La obra de Evans, en trío, en solitario o en el ámbito de pequeñas formaciones instrumentales es fundamental para la compresión de la evolución del piano en el jazz y promueve indagaciones básicas: la función de la técnica, el papel del instrumento preponderante (problema del trío), la formación del sonido, la lógica del discurso inventivo y la improvisación como forma de composición. A partir de los años cincuenta, la enumeración de virtuosi se haría interminable.
El acceso de una parte del proletariado estadounidense a la clase media, o la ilusión de que eso ha ocurrido, determina el ingreso de legiones de alumnos en escuelas de estudios musicales superiores. Hoy es un hecho común el dominio de toda materia técnica por un músico de jazz y quizá, como ocurriera con virtuosos del pasado, allí se ubica un problema que hoy podemos ver como estable. En coincidencia con un momento de inercia (activa) en la evolución del lenguaje jazzístico, aparecen permanentemente nuevas generaciones de músicos capaces de demostrar su valía técnica, pero tal vez vacilantes en cuanto al contenido de sus respectivos discursos.
Debe reconocerse también que existe la tendencia (conservadora) de incluir en esta legión de nuevos e impersonales virtuosos, a cualquier instrumentista debutante por el hecho de serlo. Ocurrió con Wynton Marsalis a principios de los años ochenta, aunque éste demostró que su intención iba mucho más allá de la exhibición y aun de la ejecución de un instrumento.
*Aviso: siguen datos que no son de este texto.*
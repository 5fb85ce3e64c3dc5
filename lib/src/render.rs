use crate::color;
use crate::point::Point;
use crate::triangulate::Triangulation;
use crate::Result;
use image::{imageops, Rgb, RgbImage};
use imageproc::drawing::{draw_line_segment_mut, draw_polygon_mut};

pub const BACKGROUND: Rgb<u8> = Rgb([255, 255, 255]);

fn fill_triangle(canvas: &mut RgbImage, vertices: &[Point; 3], color: Rgb<u8>) {
    let corners = vertices.map(|p| imageproc::point::Point::new(p.x.round() as i32, p.y.round() as i32));

    if corners[0] != corners[1] && corners[1] != corners[2] && corners[0] != corners[2] {
        draw_polygon_mut(canvas, &corners, color);
        return;
    }

    // Collapsed to a segment or a single pixel, which the polygon filler refuses.
    for (start, end) in [(0, 1), (1, 2), (2, 0)] {
        draw_line_segment_mut(
            canvas,
            (corners[start].x as f32, corners[start].y as f32),
            (corners[end].x as f32, corners[end].y as f32),
            color,
        );
    }
}

/// Paint every triangle with the mean color of the source pixels under its vertices.
///
/// The canvas has the size of `image` and starts out white. Triangles are painted in order as
/// solid polygons including their outline, so later triangles overwrite shared edges.
pub fn render(image: &RgbImage, triangulation: &Triangulation, points: &[Point]) -> Result<RgbImage> {
    let (width, height) = image.dimensions();
    let mut canvas = RgbImage::from_pixel(width, height, BACKGROUND);

    for triangle in &triangulation.triangles {
        let vertices = triangle.vertices(points)?;
        let color = color::resolve_color(image, &vertices)?;
        fill_triangle(&mut canvas, &vertices, color);
    }

    Ok(canvas)
}

/// Place images next to each other, top-aligned, on a white strip.
pub fn side_by_side(images: &[&RgbImage]) -> RgbImage {
    let width = images.iter().map(|img| img.width()).sum();
    let height = images.iter().map(|img| img.height()).max().unwrap_or(0);
    let mut strip = RgbImage::from_pixel(width, height, BACKGROUND);
    let mut x = 0i64;

    for img in images {
        imageops::replace(&mut strip, *img, x, 0);
        x += img.width() as i64;
    }

    strip
}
Ocurrió también con su coetáneo Terence Blanchard, un trompetista que ha logrado una sonoridad sin precedentes y está ocurriendo con los saxofonistas Joshua Redman, David Sánchez y James Carter, por poner sólo algunos ejemplos.
Lo cierto es que la época de las interpretaciones ásperas, y encantadoras en sus limitaciones, ha terminado. Es momento de esperar una expresión valiosa y profunda que se basará en una ejecución impecable en todos los casos. Esta última etapa, que llamaré del virtuosismo integrado o asimilado, es un punto de partida interesante. Y también lo es en su incertidumbre. Todos parecen estar preparados para competir en una carrera de la que sólo se intuyen las direcciones pero se desconocen las metas. Tal como ha ocurrido en cada momento de transición en la música, o en el arte a secas.
*Carlos Sampayo es periodista y escritor. Por años estuvo radicado en Barcelona, donde creó famosos personajes de historietas junto al dibujante José Muñoz, dirigió colecciones de jazz, escribió novelas y asesoró a discográficas. Uno de sus más recientes libros, “Memorias de un ladrón de discos”, fue reeditado por Gauderio en Buenos Aires.